§ ENTRIES SUPPLIED:
--- START ---
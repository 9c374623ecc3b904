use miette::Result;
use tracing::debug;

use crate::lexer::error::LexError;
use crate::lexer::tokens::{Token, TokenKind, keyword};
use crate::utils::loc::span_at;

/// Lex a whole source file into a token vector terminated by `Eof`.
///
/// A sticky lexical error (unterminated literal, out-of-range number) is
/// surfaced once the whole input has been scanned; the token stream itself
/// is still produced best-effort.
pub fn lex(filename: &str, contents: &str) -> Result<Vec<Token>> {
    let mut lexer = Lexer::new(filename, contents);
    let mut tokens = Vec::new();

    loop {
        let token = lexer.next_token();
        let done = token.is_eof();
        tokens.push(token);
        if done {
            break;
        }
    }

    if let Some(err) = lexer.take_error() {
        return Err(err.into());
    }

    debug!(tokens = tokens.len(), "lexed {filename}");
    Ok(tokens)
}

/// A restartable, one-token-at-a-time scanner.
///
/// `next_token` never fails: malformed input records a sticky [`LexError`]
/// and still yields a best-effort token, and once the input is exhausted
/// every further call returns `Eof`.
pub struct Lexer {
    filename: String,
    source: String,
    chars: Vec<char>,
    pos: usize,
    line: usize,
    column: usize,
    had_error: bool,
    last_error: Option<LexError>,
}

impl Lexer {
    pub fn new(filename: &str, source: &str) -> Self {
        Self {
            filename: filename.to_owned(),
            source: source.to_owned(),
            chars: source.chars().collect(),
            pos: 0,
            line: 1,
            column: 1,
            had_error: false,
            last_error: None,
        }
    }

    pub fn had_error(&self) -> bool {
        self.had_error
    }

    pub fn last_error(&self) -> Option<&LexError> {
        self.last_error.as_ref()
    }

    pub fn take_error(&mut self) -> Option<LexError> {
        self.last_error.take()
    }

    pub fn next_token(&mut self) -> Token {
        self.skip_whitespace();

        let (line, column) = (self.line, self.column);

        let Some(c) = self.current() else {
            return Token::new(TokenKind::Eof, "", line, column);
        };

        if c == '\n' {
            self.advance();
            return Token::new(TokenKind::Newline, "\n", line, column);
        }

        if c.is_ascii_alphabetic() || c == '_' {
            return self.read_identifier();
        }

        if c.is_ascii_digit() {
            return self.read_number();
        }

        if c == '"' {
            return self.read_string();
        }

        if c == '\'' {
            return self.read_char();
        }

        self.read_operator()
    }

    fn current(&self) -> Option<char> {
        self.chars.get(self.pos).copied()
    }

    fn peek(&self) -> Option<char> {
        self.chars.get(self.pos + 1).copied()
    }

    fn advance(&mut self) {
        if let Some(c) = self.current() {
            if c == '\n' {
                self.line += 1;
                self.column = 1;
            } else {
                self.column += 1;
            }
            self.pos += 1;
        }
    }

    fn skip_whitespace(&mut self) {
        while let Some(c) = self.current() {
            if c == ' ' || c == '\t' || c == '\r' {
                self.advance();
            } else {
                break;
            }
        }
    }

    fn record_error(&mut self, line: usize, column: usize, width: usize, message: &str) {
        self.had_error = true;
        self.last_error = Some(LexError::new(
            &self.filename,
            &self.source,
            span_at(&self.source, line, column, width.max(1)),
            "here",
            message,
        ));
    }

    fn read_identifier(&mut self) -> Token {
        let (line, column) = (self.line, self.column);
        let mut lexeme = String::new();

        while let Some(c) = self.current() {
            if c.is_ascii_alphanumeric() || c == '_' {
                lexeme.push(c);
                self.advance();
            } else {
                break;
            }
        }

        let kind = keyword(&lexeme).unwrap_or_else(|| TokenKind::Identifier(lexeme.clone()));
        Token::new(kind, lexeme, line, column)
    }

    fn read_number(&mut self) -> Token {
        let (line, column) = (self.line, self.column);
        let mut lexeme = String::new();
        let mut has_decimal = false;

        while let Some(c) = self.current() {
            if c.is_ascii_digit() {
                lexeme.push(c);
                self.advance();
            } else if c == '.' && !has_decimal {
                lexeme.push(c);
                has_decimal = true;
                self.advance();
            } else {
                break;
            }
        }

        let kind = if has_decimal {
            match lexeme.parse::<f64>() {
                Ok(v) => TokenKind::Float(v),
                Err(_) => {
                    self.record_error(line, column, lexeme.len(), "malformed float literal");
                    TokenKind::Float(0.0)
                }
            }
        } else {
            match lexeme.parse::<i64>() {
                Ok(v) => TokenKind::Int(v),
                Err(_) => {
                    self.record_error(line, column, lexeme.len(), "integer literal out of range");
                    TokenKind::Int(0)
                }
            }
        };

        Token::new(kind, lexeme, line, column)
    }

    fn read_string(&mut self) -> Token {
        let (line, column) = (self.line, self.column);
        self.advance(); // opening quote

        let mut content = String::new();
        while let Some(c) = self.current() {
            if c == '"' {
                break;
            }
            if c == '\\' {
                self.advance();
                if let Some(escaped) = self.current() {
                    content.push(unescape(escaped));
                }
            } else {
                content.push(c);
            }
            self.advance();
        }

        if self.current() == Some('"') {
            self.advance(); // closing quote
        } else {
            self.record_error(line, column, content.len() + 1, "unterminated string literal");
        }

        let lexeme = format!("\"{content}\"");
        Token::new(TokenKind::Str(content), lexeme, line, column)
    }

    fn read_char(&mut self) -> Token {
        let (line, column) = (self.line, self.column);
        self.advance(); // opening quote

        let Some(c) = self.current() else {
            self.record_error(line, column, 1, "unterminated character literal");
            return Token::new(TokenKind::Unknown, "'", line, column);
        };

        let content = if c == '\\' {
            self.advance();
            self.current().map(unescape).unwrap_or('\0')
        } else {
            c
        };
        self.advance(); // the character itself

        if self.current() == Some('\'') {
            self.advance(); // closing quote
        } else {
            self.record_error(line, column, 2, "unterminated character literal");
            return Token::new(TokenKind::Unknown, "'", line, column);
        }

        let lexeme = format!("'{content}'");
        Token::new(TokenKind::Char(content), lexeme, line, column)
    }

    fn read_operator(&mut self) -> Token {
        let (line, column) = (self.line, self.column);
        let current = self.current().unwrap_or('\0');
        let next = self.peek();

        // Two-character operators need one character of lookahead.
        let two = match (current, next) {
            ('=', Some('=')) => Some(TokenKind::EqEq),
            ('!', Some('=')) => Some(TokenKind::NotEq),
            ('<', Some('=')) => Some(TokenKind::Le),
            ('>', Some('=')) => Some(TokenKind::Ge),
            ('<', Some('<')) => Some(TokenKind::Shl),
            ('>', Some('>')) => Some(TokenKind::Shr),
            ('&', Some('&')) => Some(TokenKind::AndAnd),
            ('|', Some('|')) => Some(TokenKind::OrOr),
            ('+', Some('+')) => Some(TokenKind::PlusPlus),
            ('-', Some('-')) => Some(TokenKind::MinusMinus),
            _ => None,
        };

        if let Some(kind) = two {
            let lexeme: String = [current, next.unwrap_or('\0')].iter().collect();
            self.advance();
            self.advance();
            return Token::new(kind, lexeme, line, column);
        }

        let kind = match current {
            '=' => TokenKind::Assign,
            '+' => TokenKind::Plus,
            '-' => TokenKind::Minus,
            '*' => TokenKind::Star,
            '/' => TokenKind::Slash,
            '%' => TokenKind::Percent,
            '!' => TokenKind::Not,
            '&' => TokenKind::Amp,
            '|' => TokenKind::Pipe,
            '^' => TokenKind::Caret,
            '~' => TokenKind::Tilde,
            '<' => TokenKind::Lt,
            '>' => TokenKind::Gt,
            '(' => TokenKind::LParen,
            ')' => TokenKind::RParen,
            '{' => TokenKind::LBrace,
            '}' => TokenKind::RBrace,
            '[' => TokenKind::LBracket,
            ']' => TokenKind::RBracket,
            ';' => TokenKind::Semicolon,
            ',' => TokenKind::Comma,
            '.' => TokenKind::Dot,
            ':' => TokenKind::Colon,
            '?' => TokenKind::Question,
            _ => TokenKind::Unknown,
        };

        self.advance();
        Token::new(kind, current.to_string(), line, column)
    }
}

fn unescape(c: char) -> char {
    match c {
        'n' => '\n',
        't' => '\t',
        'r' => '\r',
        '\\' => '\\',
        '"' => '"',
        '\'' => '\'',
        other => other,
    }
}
--- END ---
§ YOUR ASSIGNMENT:
From the records above, pick out and copy each line holding the word "message".

§ ANSWER FOR THIS EXERCISE:
    fn record_error(&mut self, line: usize, column: usize, width: usize, message: &str) {
            message,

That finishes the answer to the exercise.